No Pay? No Way! is a group of ex- and current interns campaigning for decent remuneration of interns and in-office volunteers in the charity sector. We see unpaid internships as a structural problem (re-)creating inequality and injustice in society. They have to end now!
What is the problem?
Currently, some of the UK’s 162.008 charities are taking advantage of young people who are told that they must spend at least some time working for free if they ever want to have a career in the sector. To support this practice, entry-level positions normally require a minimum of one year work experience. But this unpaid work not only exploits the interns/ volunteers themselves but, even worse, excludes a large section of society from a career in the sector: those who cannot afford to work for free!
To make matters worse, unpaid internships are being used to replace actual jobs. Charities, facing the hardship of the economic crisis and austerity with a tighter budget and an increase in the need of their services, are being advised by the charity commission to use their volunteers more effectively to free up staff. In reality this means volunteers are replacing paid staff! Whilst volunteers are clearly essential to the work of many charities, this move ignores the duty of the sector to train its future workforce.
Why just the charity sector – aren’t those the good ones?

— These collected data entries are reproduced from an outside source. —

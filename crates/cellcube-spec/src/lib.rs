//! cellcube Parameter Library
//!
//! This crate provides the shared types for cellcube runs: the parameters
//! that describe a cube-face atlas, the cube face identities and their fixed
//! orderings, the metadata emitted alongside an atlas, and validation.
//!
//! # Example
//!
//! ```
//! use cellcube_spec::{AtlasParams, NoiseType};
//! use cellcube_spec::validation::validate_params;
//!
//! let mut params = AtlasParams::procedural(NoiseType::Edges);
//! params.size = 128;
//! params.seed = 42;
//!
//! let result = validate_params(&params);
//! assert!(result.is_ok());
//! ```
//!
//! # Modules
//!
//! - [`error`]: Error and warning types for validation
//! - [`face`]: Cube face identities, atlas and mesh orderings
//! - [`metadata`]: Atlas sidecar metadata and sampler settings
//! - [`params`]: Run parameters and noise type selection
//! - [`validation`]: Parameter validation functions

pub mod error;
pub mod face;
pub mod metadata;
pub mod params;
pub mod validation;

pub use error::{
    BackendError, ErrorCode, ValidationError, ValidationResult, ValidationWarning, WarningCode,
};
pub use face::{CubeFace, FaceTransform};
pub use metadata::{AtlasMetadata, FaceCellInfo, FilterMode, SamplerSettings, UvRect, WrapMode};
pub use params::{
    AtlasParams, NoiseType, UnknownNoiseType, MAX_COORDINATE, MAX_FACE_SIZE, MAX_SEGMENTS,
};
pub use validation::validate_params;
//! CLI argument definitions for the cellcube command-line interface.
//!
//! All `#[derive(Parser)]` and `#[derive(Subcommand)]` types are defined here,
//! keeping `main.rs` focused on dispatch logic.

use cellcube_cli::commands::generate::DEFAULT_STEM;
use cellcube_cli::input::{parse_rgb, ParamOverrides};
use clap::{Args, Parser, Subcommand};

/// cellcube - Seamless cube textures from 3D cellular noise
#[derive(Parser)]
#[command(name = "cellcube")]
#[command(author, version, about, long_about = None)]
#[command(propagate_version = true)]
pub(crate) struct Cli {
    /// Print debug diagnostics to stderr (RUST_LOG overrides)
    #[arg(short, long, global = true)]
    pub verbose: bool,

    #[command(subcommand)]
    pub command: Commands,
}

/// Parameter flags shared by `generate` and `validate`.
#[derive(Args, Debug, Default)]
pub(crate) struct ParamArgs {
    /// JSON parameter file; flags below override its fields
    #[arg(short, long)]
    pub config: Option<String>,

    /// Noise type (base, edges, rounded, transparent)
    #[arg(short, long, conflicts_with = "file")]
    pub noise: Option<String>,

    /// Existing atlas PNG to use instead of generating one
    #[arg(short, long)]
    pub file: Option<String>,

    /// Extent of the sampling grid along each axis
    #[arg(short, long)]
    pub grid: Option<f64>,

    /// Pixels per face edge
    #[arg(short, long)]
    pub size: Option<u32>,

    /// Cube edge length for the mesh builder
    #[arg(long)]
    pub box_size: Option<f64>,

    /// Quads per face edge for the mesh builder
    #[arg(long)]
    pub segs: Option<u32>,

    /// Seed for the cellular feature points (random when omitted)
    #[arg(long)]
    pub seed: Option<u32>,

    /// Offset added to every sample coordinate (derived from the seed when omitted)
    #[arg(long, allow_hyphen_values = true)]
    pub offset: Option<f64>,

    /// Edge color as r,g,b in 0.0-1.0
    #[arg(long, value_parser = parse_rgb)]
    pub edge_color: Option<[f64; 3]>,

    /// Append a timestamp to the artifact name
    #[arg(long)]
    pub timestamp: bool,
}

impl ParamArgs {
    pub fn overrides(&self) -> ParamOverrides {
        ParamOverrides {
            noise: self.noise.clone(),
            file: self.file.clone(),
            grid_extent: self.grid,
            size: self.size,
            box_size: self.box_size,
            box_segs: self.segs,
            seed: self.seed,
            offset: self.offset,
            edge_color: self.edge_color,
            timestamp: self.timestamp,
        }
    }
}

#[derive(Subcommand)]
pub(crate) enum Commands {
    /// Generate a cube atlas and its metadata sidecar
    Generate {
        #[command(flatten)]
        params: ParamArgs,

        /// Output root directory (default: current directory)
        #[arg(short, long)]
        out_root: Option<String>,

        /// Artifact file stem
        #[arg(long, default_value = DEFAULT_STEM)]
        stem: String,

        /// Output machine-readable JSON (no colored output)
        #[arg(long)]
        json: bool,
    },

    /// Validate parameters without generating anything
    Validate {
        #[command(flatten)]
        params: ParamArgs,

        /// Output machine-readable JSON (no colored output)
        #[arg(long)]
        json: bool,
    },

    /// Print cube UV coordinates in mesh-builder vertex order
    Uv {
        /// Quads per face edge
        #[arg(long, default_value_t = 5)]
        segs: u32,

        /// Output machine-readable JSON (no colored output)
        #[arg(long)]
        json: bool,
    },

    /// Report the layout of an existing atlas image
    Inspect {
        /// Path to the atlas PNG
        #[arg(short, long)]
        file: String,

        /// Output machine-readable JSON (no colored output)
        #[arg(long)]
        json: bool,
    },
}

The charity sector can take advantage of an exception in employment law. While unpaid internships are illegal in the for profit sector they are legal in the voluntary sector. Often interns in the sector are put in the same category as volunteers – defined as people who flexibly donate time, rather then money, for a good cause – but in fact many are unpaid workers, who ultimately want a job in the charity sector. While No Pay? No Way! is not campaigning against volunteering, we are highlighting the exploitation behind this umbrella term.
What we are fighting for:
We are fighting for a decent wage for all workers in the charity sector. Interns or in-office volunteers should not be an exception. If charities are so concerned with justice they should treat their workers accordingly: pay interns/in-office volunteers the London Living Wage.